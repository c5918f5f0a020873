use serde::{Deserialize, Serialize};

/// Typed evidence signals. Any signal in a run forces `FALSE_GREEN`.
#[derive(Clone, Copy, Debug, Serialize, Deserialize, PartialEq, Eq, Hash)]
#[serde(rename_all = "SCREAMING_SNAKE_CASE")]
pub enum Signal {
    MissingArtifact,
    CorruptTestReport,
    TestsNotExecuted,
    IgnoredError,
    CacheSanityFail,
    ProvenanceMismatch,
}

impl Signal {
    pub fn as_str(&self) -> &'static str {
        match self {
            Signal::MissingArtifact => "MISSING_ARTIFACT",
            Signal::CorruptTestReport => "CORRUPT_TEST_REPORT",
            Signal::TestsNotExecuted => "TESTS_NOT_EXECUTED",
            Signal::IgnoredError => "IGNORED_ERROR",
            Signal::CacheSanityFail => "CACHE_SANITY_FAIL",
            Signal::ProvenanceMismatch => "PROVENANCE_MISMATCH",
        }
    }
}

#[derive(Clone, Copy, Debug, Serialize, Deserialize, PartialEq, Eq)]
#[serde(rename_all = "SCREAMING_SNAKE_CASE")]
pub enum Verdict {
    TrueGreen,
    FalseGreen,
}

pub const EXIT_TRUE_GREEN: i32 = 0;
pub const EXIT_FALSE_GREEN: i32 = 2;
pub const EXIT_FGD_ERROR: i32 = 3;

impl Verdict {
    /// Pure aggregation rule: no signals means the green can be trusted.
    pub fn from_signals(signals: &[Signal]) -> Self {
        if signals.is_empty() {
            Verdict::TrueGreen
        } else {
            Verdict::FalseGreen
        }
    }

    pub fn as_str(&self) -> &'static str {
        match self {
            Verdict::TrueGreen => "TRUE_GREEN",
            Verdict::FalseGreen => "FALSE_GREEN",
        }
    }

    pub fn exit_code(&self) -> i32 {
        match self {
            Verdict::TrueGreen => EXIT_TRUE_GREEN,
            Verdict::FalseGreen => EXIT_FALSE_GREEN,
        }
    }
}

#[cfg(test)]
mod tests {
    use super::*;

    #[test]
    fn serde_names_match_wire_names() {
        for s in [
            Signal::MissingArtifact,
            Signal::CorruptTestReport,
            Signal::TestsNotExecuted,
            Signal::IgnoredError,
            Signal::CacheSanityFail,
            Signal::ProvenanceMismatch,
        ] {
            let json = serde_json::to_string(&s).unwrap();
            assert_eq!(json, format!("\"{}\"", s.as_str()));
        }
        assert_eq!(serde_json::to_string(&Verdict::FalseGreen).unwrap(), "\"FALSE_GREEN\"");
    }

    #[test]
    fn verdict_follows_signal_presence() {
        assert_eq!(Verdict::from_signals(&[]), Verdict::TrueGreen);
        assert_eq!(Verdict::from_signals(&[Signal::IgnoredError]), Verdict::FalseGreen);
        assert_eq!(Verdict::TrueGreen.exit_code(), 0);
        assert_eq!(Verdict::FalseGreen.exit_code(), 2);
    }
}
use serde::ser::{Serialize, SerializeMap, Serializer};

/// Scalar diagnostic value attached to a detail key.
#[derive(Clone, Debug, PartialEq, Eq, serde::Serialize)]
#[serde(untagged)]
pub enum DetailValue {
    Str(String),
    Int(i64),
    Bool(bool),
    Null,
}

impl From<&str> for DetailValue {
    fn from(v: &str) -> Self {
        DetailValue::Str(v.to_string())
    }
}

impl From<String> for DetailValue {
    fn from(v: String) -> Self {
        DetailValue::Str(v)
    }
}

impl From<i64> for DetailValue {
    fn from(v: i64) -> Self {
        DetailValue::Int(v)
    }
}

impl From<bool> for DetailValue {
    fn from(v: bool) -> Self {
        DetailValue::Bool(v)
    }
}

impl<T: Into<DetailValue>> From<Option<T>> for DetailValue {
    fn from(v: Option<T>) -> Self {
        v.map(Into::into).unwrap_or(DetailValue::Null)
    }
}

/// Insertion-ordered map with unique keys.
///
/// Re-inserting a key replaces its value but keeps the original position, so
/// the serialized order only depends on the first time each key was written.
#[derive(Clone, Debug, Default, PartialEq, Eq)]
pub struct Details {
    entries: Vec<(String, DetailValue)>,
}

impl Details {
    pub fn new() -> Self {
        Self::default()
    }

    pub fn insert(&mut self, key: impl Into<String>, value: impl Into<DetailValue>) {
        let key = key.into();
        let value = value.into();
        match self.entries.iter_mut().find(|(k, _)| *k == key) {
            Some(slot) => slot.1 = value,
            None => self.entries.push((key, value)),
        }
    }

    pub fn get(&self, key: &str) -> Option<&DetailValue> {
        self.entries.iter().find(|(k, _)| k == key).map(|(_, v)| v)
    }

    pub fn contains_key(&self, key: &str) -> bool {
        self.get(key).is_some()
    }

    pub fn keys(&self) -> impl Iterator<Item = &str> {
        self.entries.iter().map(|(k, _)| k.as_str())
    }

    pub fn is_empty(&self) -> bool {
        self.entries.is_empty()
    }
}

impl Serialize for Details {
    fn serialize<S: Serializer>(&self, serializer: S) -> Result<S::Ok, S::Error> {
        let mut map = serializer.serialize_map(Some(self.entries.len()))?;
        for (k, v) in &self.entries {
            map.serialize_entry(k, v)?;
        }
        map.end()
    }
}

#[cfg(test)]
mod tests {
    use super::*;

    #[test]
    fn keeps_first_insertion_position_on_overwrite() {
        let mut d = Details::new();
        d.insert("b", 1i64);
        d.insert("a", "x");
        d.insert("b", true);
        assert_eq!(d.keys().collect::<Vec<_>>(), vec!["b", "a"]);
        assert_eq!(d.get("b"), Some(&DetailValue::Bool(true)));
        assert_eq!(serde_json::to_string(&d).unwrap(), r#"{"b":true,"a":"x"}"#);
    }

    #[test]
    fn absent_values_serialize_as_null() {
        let mut d = Details::new();
        d.insert("cache_hit", None::<bool>);
        d.insert("provenance_commit", Some("abc"));
        assert_eq!(
            serde_json::to_string(&d).unwrap(),
            r#"{"cache_hit":null,"provenance_commit":"abc"}"#
        );
    }
}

» Exercise aim
Filter the records down to the lines that contain the string "find", and copy those lines.

» Completed exercise
        match self.entries.iter_mut().find(|(k, _)| *k == key) {
        self.entries.iter().find(|(k, _)| k == key).map(|(_, v)| v)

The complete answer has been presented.